Comparative genomic hybridization of C. trachomatis reference strains. Chromosomal and plasmid genes (894 and 8 genes, respectively) from C. trachomatis serovar D are shown for the 15 C. trachomatis serovars (A to K and L1 to L3). Each test strain DNA was cohybridized with the control strain DNA (C. trachomatis serovar D), and the fluorescence levels were used in a trinary analysis to determine whether genes were present in the test strain (white), slightly divergent in the test strain (grey), or highly divergent (or absent) in the test strain (black), as defined in Materials and Methods. The expanded section of the figure shows the PZ of all serovars to highlight the region of the genome in which deletions were found. All deletions were found to be centered about the genes encoding the portions of the cytotoxin in serovar D, i.e., CT164 to CT167.
TABLE 2.
Sequence identity of ompA from serovar D/UW-3/Cx in comparison to the other 14 serovarsa
| Serovar | % Homology | Serovar | % Homology |
|---|---|---|---|
| A | 83.97 | H | 84.82 |
| B | 94.32 | I | 84.14 |
| Bab | 94.83 | J | 83.63 |
| C | 84.56 | K | 83.80 |
| E | 93.38 | L1 | 96.18 |
| F | 86.26 | L2 | 92.45 |
| Gb | 82.87 | L3 | 84.56 |
Differences due to insertions in relation to the serovar D ompA sequence were not included in the final nucleotide difference calculations. The sequence for the serovar D ompA was obtained from Stephens et al. (31); sequences for all other ompA genes were obtained from Stothard et al. (33), specifically, accession numbers J03813 (A/Har-13), M17342 (B/TW-5), AF063194 (Ba/Apache-2), M17343 (C/TW3), X52557 (E/Bour 1990), X52080 (F/IC-Cal3), AF063199 (G/UW57), X16007 (H/UW4), AF063200 (I/UW12), AF063202 (J/UW36), AF063204 (K/UW31), M36533 (L1/440), M14738 (L2/434), and X55700 (L3/404).

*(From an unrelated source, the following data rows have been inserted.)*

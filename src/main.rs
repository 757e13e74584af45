use anyhow::Result;
use clap::{Parser, Subcommand};
use std::path::PathBuf;
use tracing_subscriber::{layer::SubscriberExt, util::SubscriberInitExt};

mod cli;
mod env;
mod error;
mod lookup;
mod settings;
mod stack;
mod template;

use cli::context::ContextCommands;
use lookup::context::DEFAULT_CONTEXT_FILE;
use template::Format;

#[derive(Parser, Debug)]
#[command(author, version, about, long_about = None)]
pub struct Cli {
    /// Directory with stack.toml / local.toml overrides
    #[arg(long, global = true, env = "STACK_CONFIG_DIR")]
    config_dir: Option<PathBuf>,
    /// File caching VPC and account lookups
    #[arg(long, global = true, default_value = DEFAULT_CONTEXT_FILE)]
    context: PathBuf,
    #[command(subcommand)]
    command: Commands,
}

#[derive(Subcommand, Debug)]
enum Commands {
    /// Synthesize the CloudFormation template
    Synth {
        /// Template format
        #[arg(long, value_enum, default_value_t = Format::Json)]
        format: Format,
        /// Directory the template is written to
        #[arg(long, short, default_value = "cdk.out")]
        output_dir: PathBuf,
        /// Print the template instead of writing it to a file
        #[arg(long, conflicts_with = "output_dir")]
        stdout: bool,
    },
    /// Check credentials and settings for errors and unused options
    CheckConfig,
    /// Show resources in deployment order with their dependencies
    #[command(visible_alias = "deps")]
    Graph,
    /// Inspect or clear cached lookups
    #[command(subcommand)]
    Context(ContextCommands),
}

#[tokio::main]
async fn main() -> Result<()> {
    // Logs go to stderr so `synth --stdout` can be piped
    tracing_subscriber::registry()
        .with(tracing_subscriber::EnvFilter::new(
            std::env::var("RUST_LOG").unwrap_or_else(|_| "info".into()),
        ))
        .with(tracing_subscriber::fmt::layer().with_writer(std::io::stderr))
        .init();

    let cli = Cli::parse();
    let config_dir = cli.config_dir.as_deref();

    match cli.command {
        Commands::Synth {
            format,
            output_dir,
            stdout,
        } => {
            cli::synth::handle_synth(config_dir, &cli.context, format, &output_dir, stdout).await
        }
        Commands::CheckConfig => cli::check::handle_check_config(config_dir),
        Commands::Graph => cli::graph::handle_graph(config_dir, &cli.context).await,
        Commands::Context(cmd) => cli::context::handle_context_command(cmd, &cli.context),
    }
}
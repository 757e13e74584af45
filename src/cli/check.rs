use anyhow::Result;
use comfy_table::{modifiers::UTF8_ROUND_CORNERS, presets::UTF8_FULL, Attribute, Cell, Table};
use std::path::Path;

use crate::env::DockerHubCredentials;
use crate::settings::{Settings, VpcLookupSettings};

/// Check credentials and settings, reporting every problem before exiting
pub fn handle_check_config(config_dir: Option<&Path>) -> Result<()> {
    println!("Checking stack configuration...");
    let mut failed = false;

    match DockerHubCredentials::from_env() {
        Ok(credentials) => println!("✓ Docker Hub credentials for '{}'", credentials.username),
        Err(e) => {
            eprintln!("✗ {}", e);
            for key in e.missing_keys() {
                eprintln!("  export {}=...", key);
            }
            failed = true;
        }
    }

    match Settings::load(config_dir) {
        Ok(settings) => {
            println!("✓ Configuration is valid");
            println!("{}", settings_table(&settings));
        }
        Err(e) => {
            eprintln!("✗ Configuration error: {}", e);
            failed = true;
        }
    }

    if failed {
        std::process::exit(1);
    }
    Ok(())
}

fn describe_lookup(lookup: &VpcLookupSettings) -> String {
    match lookup {
        VpcLookupSettings::DefaultVpc => "default VPC".to_string(),
        VpcLookupSettings::VpcId { vpc_id } => format!("VPC {}", vpc_id),
        VpcLookupSettings::Static {
            vpc_id, subnet_ids, ..
        } => format!("{} with subnets {}", vpc_id, subnet_ids.join(", ")),
    }
}

pub fn settings_table(settings: &Settings) -> Table {
    let account = if settings.stack.account.is_empty() {
        "(from caller credentials)".to_string()
    } else {
        settings.stack.account.clone()
    };

    let rows = [
        ("Stack", settings.stack.name.clone()),
        ("Account", account),
        ("Region", settings.stack.region.clone()),
        (
            "Upstream",
            format!(
                "{} ({})",
                settings.registry.upstream_registry, settings.registry.upstream_registry_url
            ),
        ),
        (
            "Image",
            format!("{}:{}", settings.registry.repository_name(), settings.registry.tag),
        ),
        ("Secret", settings.registry.secret_name.clone()),
        (
            "Task size",
            format!(
                "{} CPU units / {} MiB",
                settings.service.cpu, settings.service.memory_mib
            ),
        ),
        (
            "Ports",
            format!(
                "listener {} -> container {}",
                settings.service.listener_port, settings.service.container_port
            ),
        ),
        ("Network", describe_lookup(&settings.network.lookup)),
    ];

    let mut table = Table::new();
    table
        .load_preset(UTF8_FULL)
        .apply_modifier(UTF8_ROUND_CORNERS)
        .set_header(vec![
            Cell::new("SETTING").add_attribute(Attribute::Bold),
            Cell::new("VALUE").add_attribute(Attribute::Bold),
        ]);

    for (name, value) in rows {
        table.add_row(vec![Cell::new(name), Cell::new(value)]);
    }
    table
}
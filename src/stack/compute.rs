use serde_json::json;

use super::{iam, Ids};
use crate::lookup::VpcInfo;
use crate::settings::{RegistrySettings, ServiceSettings};
use crate::template::intrinsic::{self, get_att, reference, sub};
use crate::template::{DeletionPolicy, Resource, Template, TemplateError};

/// Role ECS assumes to pull the image and ship logs. Also the principal of
/// the registry policy, so first pulls can populate the cache.
pub(super) fn declare_execution_role(
    template: &mut Template,
    ids: &Ids,
    registry: &RegistrySettings,
) -> Result<(), TemplateError> {
    template.add(
        ids.execution_role.as_str(),
        Resource::new(
            "AWS::IAM::Role",
            json!({
                "AssumeRolePolicyDocument": iam::ecs_tasks_trust_policy(),
                "ManagedPolicyArns": [sub(iam::TASK_EXECUTION_MANAGED_POLICY)],
                "Policies": [
                    {
                        "PolicyName": "PullThroughCacheImport",
                        "PolicyDocument": iam::pull_through_identity_policy(&registry.repository_prefix),
                    }
                ],
            }),
        ),
    )?;
    Ok(())
}

pub(super) fn declare_cluster(template: &mut Template, ids: &Ids) -> Result<(), TemplateError> {
    template.add(
        ids.cluster.as_str(),
        Resource::new(
            "AWS::ECS::Cluster",
            json!({
                "ClusterSettings": [{ "Name": "containerInsights", "Value": "disabled" }],
            }),
        ),
    )?;
    Ok(())
}

/// Fargate task running the mirrored image, plus its log group
pub(super) fn declare_task_definition(
    template: &mut Template,
    ids: &Ids,
    stack_name: &str,
    registry: &RegistrySettings,
    service: &ServiceSettings,
) -> Result<(), TemplateError> {
    template.add(
        ids.log_group.as_str(),
        Resource::new(
            "AWS::Logs::LogGroup",
            json!({ "RetentionInDays": service.log_retention_days }),
        )
        .deletion_policy(DeletionPolicy::Delete),
    )?;

    // Pulling through the repository URI is what triggers the cache
    let image = sub(format!("${{{}.RepositoryUri}}:{}", ids.repository, registry.tag));

    template.add(
        ids.task_definition.as_str(),
        Resource::new(
            "AWS::ECS::TaskDefinition",
            json!({
                "Family": format!("{}-{}", stack_name, service.container_name),
                "RequiresCompatibilities": ["FARGATE"],
                "NetworkMode": "awsvpc",
                "Cpu": service.cpu.to_string(),
                "Memory": service.memory_mib.to_string(),
                "ExecutionRoleArn": get_att(&ids.execution_role, "Arn"),
                "RuntimePlatform": {
                    "CpuArchitecture": "X86_64",
                    "OperatingSystemFamily": "LINUX"
                },
                "ContainerDefinitions": [
                    {
                        "Name": service.container_name,
                        "Image": image,
                        "Essential": true,
                        "PortMappings": [
                            { "ContainerPort": service.container_port, "Protocol": "tcp" }
                        ],
                        "LogConfiguration": {
                            "LogDriver": "awslogs",
                            "Options": {
                                "awslogs-group": reference(&ids.log_group),
                                "awslogs-region": reference(intrinsic::REGION),
                                "awslogs-stream-prefix": service.container_name
                            }
                        }
                    }
                ],
            }),
        ),
    )?;
    Ok(())
}

/// The Fargate service.
///
/// Nothing in its properties points at the registry policy, yet its first
/// image pull fails unless the policy is in effect, hence the explicit edge.
/// The listener edge makes sure the target group is attached to a load
/// balancer before ECS registers tasks with it.
pub(super) fn declare_service(
    template: &mut Template,
    ids: &Ids,
    service: &ServiceSettings,
    vpc: &VpcInfo,
) -> Result<(), TemplateError> {
    template.add(
        ids.service.as_str(),
        Resource::new(
            "AWS::ECS::Service",
            json!({
                "Cluster": reference(&ids.cluster),
                "LaunchType": "FARGATE",
                "TaskDefinition": reference(&ids.task_definition),
                "DesiredCount": service.desired_count,
                "HealthCheckGracePeriodSeconds": 60,
                "DeploymentConfiguration": {
                    "MaximumPercent": 200,
                    "MinimumHealthyPercent": 50
                },
                "NetworkConfiguration": {
                    "AwsvpcConfiguration": {
                        "AssignPublicIp": "ENABLED",
                        "Subnets": vpc.public_subnet_ids,
                        "SecurityGroups": [get_att(&ids.service_security_group, "GroupId")]
                    }
                },
                "LoadBalancers": [
                    {
                        "ContainerName": service.container_name,
                        "ContainerPort": service.container_port,
                        "TargetGroupArn": reference(&ids.target_group)
                    }
                ],
            }),
        )
        .depends_on(&ids.registry_policy)
        .depends_on(&ids.listener),
    )?;
    Ok(())
}
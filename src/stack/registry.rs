use serde_json::json;

use super::{iam, Ids};
use crate::env::DockerHubCredentials;
use crate::settings::RegistrySettings;
use crate::template::intrinsic::{get_att, reference};
use crate::template::{DeletionPolicy, Resource, Template, TemplateError};

/// Secret holding the upstream credentials, in the shape ECR expects
pub(super) fn declare_secret(
    template: &mut Template,
    ids: &Ids,
    registry: &RegistrySettings,
    credentials: &DockerHubCredentials,
) -> Result<(), TemplateError> {
    let secret_string = json!({
        "username": credentials.username,
        "accessToken": credentials.access_token,
    })
    .to_string();

    template.add(
        ids.secret.as_str(),
        Resource::new(
            "AWS::SecretsManager::Secret",
            json!({
                "Name": registry.secret_name,
                "Description": format!(
                    "Credentials for the {} pull-through cache",
                    registry.upstream_registry
                ),
                "SecretString": secret_string,
            }),
        )
        .deletion_policy(DeletionPolicy::Delete),
    )?;
    Ok(())
}

/// Cache rule, the registry policy that lets the execution role use it, and
/// the mirrored repository
pub(super) fn declare_cache(
    template: &mut Template,
    ids: &Ids,
    registry: &RegistrySettings,
) -> Result<(), TemplateError> {
    // CredentialArn is a reference, so the secret is created first
    template.add(
        ids.cache_rule.as_str(),
        Resource::new(
            "AWS::ECR::PullThroughCacheRule",
            json!({
                "EcrRepositoryPrefix": registry.repository_prefix,
                "UpstreamRegistry": registry.upstream_registry,
                "UpstreamRegistryUrl": registry.upstream_registry_url,
                "CredentialArn": reference(&ids.secret),
            }),
        ),
    )?;

    template.add(
        ids.registry_policy.as_str(),
        Resource::new(
            "AWS::ECR::RegistryPolicy",
            json!({
                "PolicyText": iam::pull_through_registry_policy(
                    get_att(&ids.execution_role, "Arn"),
                    &registry.repository_prefix,
                ),
            }),
        ),
    )?;

    // Never pushed to; the first pull through the cache fills it
    template.add(
        ids.repository.as_str(),
        Resource::new(
            "AWS::ECR::Repository",
            json!({
                "RepositoryName": registry.repository_name(),
                "EmptyOnDelete": true,
                "ImageScanningConfiguration": { "ScanOnPush": true },
            }),
        )
        .deletion_policy(DeletionPolicy::Delete),
    )?;

    Ok(())
}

The GenBank-listed sequences for serovars Ba and G truncate the 25 3′-most ends of these genes. It was assumed that these sequences were identical when compared with the D/UW-3/Cx ompA sequence for the above calculations.
Overall diversity, in terms of gene differences (i.e., gene deletion), was very low, with a maximum of eight deleted genes in serovar B. Several serovars had no detectable differences in terms of gene deletions from serovar D (i.e., serovars E, F, G, H, I, J, and K). Without exception, all deleted genes localized to the PZ and were centered about the genes encoding the ORFs with homology to toxin-like genes. In the case of serovar B, a single contiguous deletion was found that encompassed 10 ORFs in the corresponding region of the serovar D genome (i.e., extending from CT162 to trpA). The microarray comparisons allowed for a genome-wide comparison of genetic composition at low resolution. To precisely define the PZ of C. trachomatis, we amplified and sequenced this region from each of the 15 serovars.
Comparative genomic analysis of the PZ of C. trachomatis.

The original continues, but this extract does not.